| Exercise requirements |
How many of the lines below include the word "source"? Only the number should be given.
>>>
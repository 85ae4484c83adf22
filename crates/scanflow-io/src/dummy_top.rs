//! `DummyTop`: delegates the entire sampled top-K computation to an
//! out-of-process compute-offload worker instead of running it
//! in-process like `TopKTableScan`. Grounded on `s3filter/op/top.py`'s
//! `DummyTop`, which invokes a Lambda function and streams back its
//! response; this crate models the worker as a pluggable
//! `ComputeOffloadClient` rather than a hardwired `boto3` client.

use crate::remote::{ComputeOffloadClient, ComputeOffloadRequest};
use async_trait::async_trait;
use scanflow_core::error::EngineError;
use scanflow_core::message::{Message, RowTuple};
use scanflow_core::operator::{Env, Operator, OperatorId};
use std::sync::Arc;
use tracing::{info, warn};

#[derive(Debug, Clone)]
pub struct DummyTopConfig {
    pub path: String,
    pub table_first_part: String,
    pub table_parts: usize,
    pub k: usize,
    pub sort_order: String,
    pub sort_field: String,
    pub sample_size: usize,
    pub queried_columns: Vec<String>,
}

/// A source operator whose entire execution is one round-trip to a
/// compute-offload worker: it ships the query's shape as JSON and
/// streams back whatever rows the worker decided were the top-K.
pub struct DummyTop {
    name: String,
    client: Arc<dyn ComputeOffloadClient>,
    config: DummyTopConfig,
    rows_returned: u64,
}

impl DummyTop {
    pub fn new(name: impl Into<String>, client: Arc<dyn ComputeOffloadClient>, config: DummyTopConfig) -> Self {
        Self {
            name: name.into(),
            client,
            config,
            rows_returned: 0,
        }
    }
}

#[async_trait]
impl Operator for DummyTop {
    async fn run(&mut self, env: &mut Env<'_>) -> Result<(), EngineError> {
        let request = ComputeOffloadRequest {
            path: self.config.path.clone(),
            table_first_part: self.config.table_first_part.clone(),
            table_parts: self.config.table_parts,
            k: self.config.k,
            sort_order: self.config.sort_order.clone(),
            sort_field: self.config.sort_field.clone(),
            sample_size: self.config.sample_size,
            queried_columns: self.config.queried_columns.clone(),
        };

        info!(operator = %self.name, path = %self.config.path, k = self.config.k, "dummy_top: invoking compute-offload worker");
        let response = self.client.invoke(request).await?;

        if response.status_code != 200 {
            return Err(EngineError::Remote(format!(
                "compute-offload worker for '{}' returned status {}",
                self.name, response.status_code
            )));
        }

        if response.body.data.is_empty() {
            warn!(operator = %self.name, "compute-offload worker returned no rows");
        } else {
            let header: RowTuple = self.config.queried_columns.clone();
            env.send(vec![Message::Tuple(header.clone())]).await?;
            for record in response.body.data {
                let row: RowTuple = header.iter().map(|col| record.get(col).map(json_value_to_string).unwrap_or_default()).collect();
                self.rows_returned += 1;
                env.send(vec![Message::Tuple(row)]).await?;
            }
        }

        info!(operator = %self.name, rows = self.rows_returned, metrics = %response.body.metrics, "dummy_top: completed");
        env.complete().await
    }

    async fn on_receive(&mut self, _env: &mut Env<'_>, _messages: Vec<Message>, _producer: OperatorId) -> Result<(), EngineError> {
        Err(EngineError::schema(&self.name, "DummyTop is a source and has no producers"))
    }

    fn metrics_extra(&self) -> serde_json::Value {
        serde_json::json!({ "rows_returned": self.rows_returned })
    }
}

fn json_value_to_string(v: &serde_json::Value) -> String {
    match v {
        serde_json::Value::String(s) => s.clone(),
        serde_json::Value::Null => String::new(),
        other => other.to_string(),
    }
}

#[cfg(test)]
mod tests {
    use super::*;
    use crate::remote::ComputeOffloadResponse;
    use scanflow_core::config::GraphConfig;
    use scanflow_core::plan::QueryPlan;

    struct FakeOffloadClient;

    #[async_trait]
    impl ComputeOffloadClient for FakeOffloadClient {
        async fn invoke(&self, request: ComputeOffloadRequest) -> Result<ComputeOffloadResponse, EngineError> {
            assert_eq!(request.k, 3);
            let mut rows = Vec::new();
            for i in 0..3 {
                let mut row = serde_json::Map::new();
                row.insert("price".to_string(), serde_json::json!(1000 - i));
                rows.push(row);
            }
            Ok(ComputeOffloadResponse {
                status_code: 200,
                body: crate::remote::ComputeOffloadBody {
                    data: rows,
                    metrics: serde_json::json!({ "lambda_duration_ms": 42 }),
                },
            })
        }
    }

    struct Capture {
        rows: Vec<RowTuple>,
    }

    #[async_trait]
    impl Operator for Capture {
        async fn on_receive(&mut self, _env: &mut Env<'_>, messages: Vec<Message>, _producer: OperatorId) -> Result<(), EngineError> {
            for m in messages {
                if let Message::Tuple(t) = m {
                    self.rows.push(t);
                }
            }
            Ok(())
        }

        async fn on_snapshot(&mut self, _env: &mut Env<'_>) -> Result<scanflow_core::message::RowTable, EngineError> {
            Ok(self.rows.clone())
        }
    }

    #[tokio::test]
    async fn streams_rows_returned_by_the_offload_worker() {
        let client = Arc::new(FakeOffloadClient);
        let config = DummyTopConfig {
            path: "orders".into(),
            table_first_part: "orders.0".into(),
            table_parts: 4,
            k: 3,
            sort_order: "DESC".into(),
            sort_field: "price".into(),
            sample_size: 30,
            queried_columns: vec!["price".into()],
        };

        let mut plan = QueryPlan::new(GraphConfig::default());
        let dummy = plan.add_operator("dummy", DummyTop::new("dummy", client, config));
        let sink = plan.add_operator("sink", Capture { rows: Vec::new() });
        plan.connect(dummy, sink).unwrap();
        plan.execute().await.unwrap();

        let rows = plan.tuples(sink).await.unwrap();
        assert_eq!(rows[0], vec!["price".to_string()]);
        assert_eq!(rows.len(), 4);
        assert_eq!(rows[1][0], "1000");
    }
}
<<<
| Answer for the task |
2